◆ Directions: Once the records have been read, set every one down as it stands.

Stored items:
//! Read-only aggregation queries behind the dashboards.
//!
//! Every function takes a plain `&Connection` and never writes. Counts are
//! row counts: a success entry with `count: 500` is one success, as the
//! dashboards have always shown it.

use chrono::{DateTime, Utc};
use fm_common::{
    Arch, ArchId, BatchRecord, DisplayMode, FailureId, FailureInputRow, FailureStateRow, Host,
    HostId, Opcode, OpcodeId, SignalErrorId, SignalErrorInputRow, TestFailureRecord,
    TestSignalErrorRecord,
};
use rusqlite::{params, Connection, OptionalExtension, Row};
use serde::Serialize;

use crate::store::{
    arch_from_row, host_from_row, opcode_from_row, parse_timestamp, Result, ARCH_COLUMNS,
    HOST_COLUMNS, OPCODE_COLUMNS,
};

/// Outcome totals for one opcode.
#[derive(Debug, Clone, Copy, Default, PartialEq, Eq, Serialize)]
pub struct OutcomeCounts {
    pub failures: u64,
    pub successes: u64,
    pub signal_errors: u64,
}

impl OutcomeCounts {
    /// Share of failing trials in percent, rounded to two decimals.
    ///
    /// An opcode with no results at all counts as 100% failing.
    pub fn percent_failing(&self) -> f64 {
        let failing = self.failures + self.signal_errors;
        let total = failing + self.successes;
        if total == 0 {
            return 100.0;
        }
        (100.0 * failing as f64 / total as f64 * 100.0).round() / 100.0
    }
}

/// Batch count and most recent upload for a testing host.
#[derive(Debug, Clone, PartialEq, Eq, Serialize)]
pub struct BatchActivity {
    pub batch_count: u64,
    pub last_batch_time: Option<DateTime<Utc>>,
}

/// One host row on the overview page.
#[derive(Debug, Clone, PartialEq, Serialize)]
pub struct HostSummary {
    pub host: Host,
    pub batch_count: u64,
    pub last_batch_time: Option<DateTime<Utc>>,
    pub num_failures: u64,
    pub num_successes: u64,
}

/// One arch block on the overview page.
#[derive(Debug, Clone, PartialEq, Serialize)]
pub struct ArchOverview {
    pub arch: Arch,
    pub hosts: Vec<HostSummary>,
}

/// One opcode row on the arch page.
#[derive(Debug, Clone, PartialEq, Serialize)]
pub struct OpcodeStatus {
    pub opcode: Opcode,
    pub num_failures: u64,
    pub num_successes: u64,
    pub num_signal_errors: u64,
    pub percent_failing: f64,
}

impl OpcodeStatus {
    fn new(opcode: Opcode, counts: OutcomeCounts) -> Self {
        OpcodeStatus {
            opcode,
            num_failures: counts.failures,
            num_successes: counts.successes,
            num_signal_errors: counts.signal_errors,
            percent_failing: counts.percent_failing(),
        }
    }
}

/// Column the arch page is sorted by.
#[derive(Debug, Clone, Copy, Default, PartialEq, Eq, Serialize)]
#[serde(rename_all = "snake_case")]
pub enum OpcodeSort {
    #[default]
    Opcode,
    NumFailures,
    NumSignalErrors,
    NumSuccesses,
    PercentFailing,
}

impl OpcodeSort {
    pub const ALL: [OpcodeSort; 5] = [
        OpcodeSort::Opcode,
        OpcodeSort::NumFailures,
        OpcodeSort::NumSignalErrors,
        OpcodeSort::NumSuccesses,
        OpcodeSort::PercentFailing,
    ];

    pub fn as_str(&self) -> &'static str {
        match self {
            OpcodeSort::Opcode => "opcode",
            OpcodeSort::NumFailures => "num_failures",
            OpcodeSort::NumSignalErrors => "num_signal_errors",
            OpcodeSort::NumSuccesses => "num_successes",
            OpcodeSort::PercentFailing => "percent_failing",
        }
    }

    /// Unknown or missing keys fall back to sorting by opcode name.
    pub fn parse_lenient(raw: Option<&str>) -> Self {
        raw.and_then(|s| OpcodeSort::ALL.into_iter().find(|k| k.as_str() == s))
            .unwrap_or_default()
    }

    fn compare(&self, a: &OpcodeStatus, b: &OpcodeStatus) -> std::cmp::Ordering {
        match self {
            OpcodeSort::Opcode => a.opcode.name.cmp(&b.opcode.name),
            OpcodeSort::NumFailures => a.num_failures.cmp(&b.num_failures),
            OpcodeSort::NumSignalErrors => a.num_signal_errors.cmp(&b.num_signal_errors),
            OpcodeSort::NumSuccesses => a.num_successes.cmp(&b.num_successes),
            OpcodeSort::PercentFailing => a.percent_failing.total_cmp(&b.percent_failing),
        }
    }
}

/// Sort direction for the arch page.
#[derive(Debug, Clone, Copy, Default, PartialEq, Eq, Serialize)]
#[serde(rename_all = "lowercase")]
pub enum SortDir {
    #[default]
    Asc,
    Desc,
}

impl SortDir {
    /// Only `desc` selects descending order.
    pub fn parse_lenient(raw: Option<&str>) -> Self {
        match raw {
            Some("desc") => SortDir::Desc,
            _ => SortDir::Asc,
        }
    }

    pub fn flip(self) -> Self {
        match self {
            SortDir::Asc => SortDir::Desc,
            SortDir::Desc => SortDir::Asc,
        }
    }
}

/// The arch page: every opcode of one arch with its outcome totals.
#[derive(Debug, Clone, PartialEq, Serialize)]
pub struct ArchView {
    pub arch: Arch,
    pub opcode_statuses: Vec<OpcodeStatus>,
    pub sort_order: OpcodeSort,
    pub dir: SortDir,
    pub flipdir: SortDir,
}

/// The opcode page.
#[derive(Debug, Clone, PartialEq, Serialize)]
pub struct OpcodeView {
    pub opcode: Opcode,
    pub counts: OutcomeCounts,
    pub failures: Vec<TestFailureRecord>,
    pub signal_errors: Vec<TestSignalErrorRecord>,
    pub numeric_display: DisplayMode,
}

◆ Response area:
//! Read-only aggregation queries behind the dashboards.
//!
//! Every function takes a plain `&Connection` and never writes. Counts are
//! row counts: a success entry with `count: 500` is one success, as the
//! dashboards have always shown it.

use chrono::{DateTime, Utc};
use fm_common::{
    Arch, ArchId, BatchRecord, DisplayMode, FailureId, FailureInputRow, FailureStateRow, Host,
    HostId, Opcode, OpcodeId, SignalErrorId, SignalErrorInputRow, TestFailureRecord,
    TestSignalErrorRecord,
};
use rusqlite::{params, Connection, OptionalExtension, Row};
use serde::Serialize;

use crate::store::{
    arch_from_row, host_from_row, opcode_from_row, parse_timestamp, Result, ARCH_COLUMNS,
    HOST_COLUMNS, OPCODE_COLUMNS,
};

/// Outcome totals for one opcode.
#[derive(Debug, Clone, Copy, Default, PartialEq, Eq, Serialize)]
pub struct OutcomeCounts {
    pub failures: u64,
    pub successes: u64,
    pub signal_errors: u64,
}

impl OutcomeCounts {
    /// Share of failing trials in percent, rounded to two decimals.
    ///
    /// An opcode with no results at all counts as 100% failing.
    pub fn percent_failing(&self) -> f64 {
        let failing = self.failures + self.signal_errors;
        let total = failing + self.successes;
        if total == 0 {
            return 100.0;
        }
        (100.0 * failing as f64 / total as f64 * 100.0).round() / 100.0
    }
}

/// Batch count and most recent upload for a testing host.
#[derive(Debug, Clone, PartialEq, Eq, Serialize)]
pub struct BatchActivity {
    pub batch_count: u64,
    pub last_batch_time: Option<DateTime<Utc>>,
}

/// One host row on the overview page.
#[derive(Debug, Clone, PartialEq, Serialize)]
pub struct HostSummary {
    pub host: Host,
    pub batch_count: u64,
    pub last_batch_time: Option<DateTime<Utc>>,
    pub num_failures: u64,
    pub num_successes: u64,
}

/// One arch block on the overview page.
#[derive(Debug, Clone, PartialEq, Serialize)]
pub struct ArchOverview {
    pub arch: Arch,
    pub hosts: Vec<HostSummary>,
}

/// One opcode row on the arch page.
#[derive(Debug, Clone, PartialEq, Serialize)]
pub struct OpcodeStatus {
    pub opcode: Opcode,
    pub num_failures: u64,
    pub num_successes: u64,
    pub num_signal_errors: u64,
    pub percent_failing: f64,
}

impl OpcodeStatus {
    fn new(opcode: Opcode, counts: OutcomeCounts) -> Self {
        OpcodeStatus {
            opcode,
            num_failures: counts.failures,
            num_successes: counts.successes,
            num_signal_errors: counts.signal_errors,
            percent_failing: counts.percent_failing(),
        }
    }
}

/// Column the arch page is sorted by.
#[derive(Debug, Clone, Copy, Default, PartialEq, Eq, Serialize)]
#[serde(rename_all = "snake_case")]
pub enum OpcodeSort {
    #[default]
    Opcode,
    NumFailures,
    NumSignalErrors,
    NumSuccesses,
    PercentFailing,
}

impl OpcodeSort {
    pub const ALL: [OpcodeSort; 5] = [
        OpcodeSort::Opcode,
        OpcodeSort::NumFailures,
        OpcodeSort::NumSignalErrors,
        OpcodeSort::NumSuccesses,
        OpcodeSort::PercentFailing,
    ];

    pub fn as_str(&self) -> &'static str {
        match self {
            OpcodeSort::Opcode => "opcode",
            OpcodeSort::NumFailures => "num_failures",
            OpcodeSort::NumSignalErrors => "num_signal_errors",
            OpcodeSort::NumSuccesses => "num_successes",
            OpcodeSort::PercentFailing => "percent_failing",
        }
    }

    /// Unknown or missing keys fall back to sorting by opcode name.
    pub fn parse_lenient(raw: Option<&str>) -> Self {
        raw.and_then(|s| OpcodeSort::ALL.into_iter().find(|k| k.as_str() == s))
            .unwrap_or_default()
    }

    fn compare(&self, a: &OpcodeStatus, b: &OpcodeStatus) -> std::cmp::Ordering {
        match self {
            OpcodeSort::Opcode => a.opcode.name.cmp(&b.opcode.name),
            OpcodeSort::NumFailures => a.num_failures.cmp(&b.num_failures),
            OpcodeSort::NumSignalErrors => a.num_signal_errors.cmp(&b.num_signal_errors),
            OpcodeSort::NumSuccesses => a.num_successes.cmp(&b.num_successes),
            OpcodeSort::PercentFailing => a.percent_failing.total_cmp(&b.percent_failing),
        }
    }
}

/// Sort direction for the arch page.
#[derive(Debug, Clone, Copy, Default, PartialEq, Eq, Serialize)]
#[serde(rename_all = "lowercase")]
pub enum SortDir {
    #[default]
    Asc,
    Desc,
}

impl SortDir {
    /// Only `desc` selects descending order.
    pub fn parse_lenient(raw: Option<&str>) -> Self {
        match raw {
            Some("desc") => SortDir::Desc,
            _ => SortDir::Asc,
        }
    }

    pub fn flip(self) -> Self {
        match self {
            SortDir::Asc => SortDir::Desc,
            SortDir::Desc => SortDir::Asc,
        }
    }
}

/// The arch page: every opcode of one arch with its outcome totals.
#[derive(Debug, Clone, PartialEq, Serialize)]
pub struct ArchView {
    pub arch: Arch,
    pub opcode_statuses: Vec<OpcodeStatus>,
    pub sort_order: OpcodeSort,
    pub dir: SortDir,
    pub flipdir: SortDir,
}

/// The opcode page.
#[derive(Debug, Clone, PartialEq, Serialize)]
pub struct OpcodeView {
    pub opcode: Opcode,
    pub counts: OutcomeCounts,
    pub failures: Vec<TestFailureRecord>,
    pub signal_errors: Vec<TestSignalErrorRecord>,
    pub numeric_display: DisplayMode,
}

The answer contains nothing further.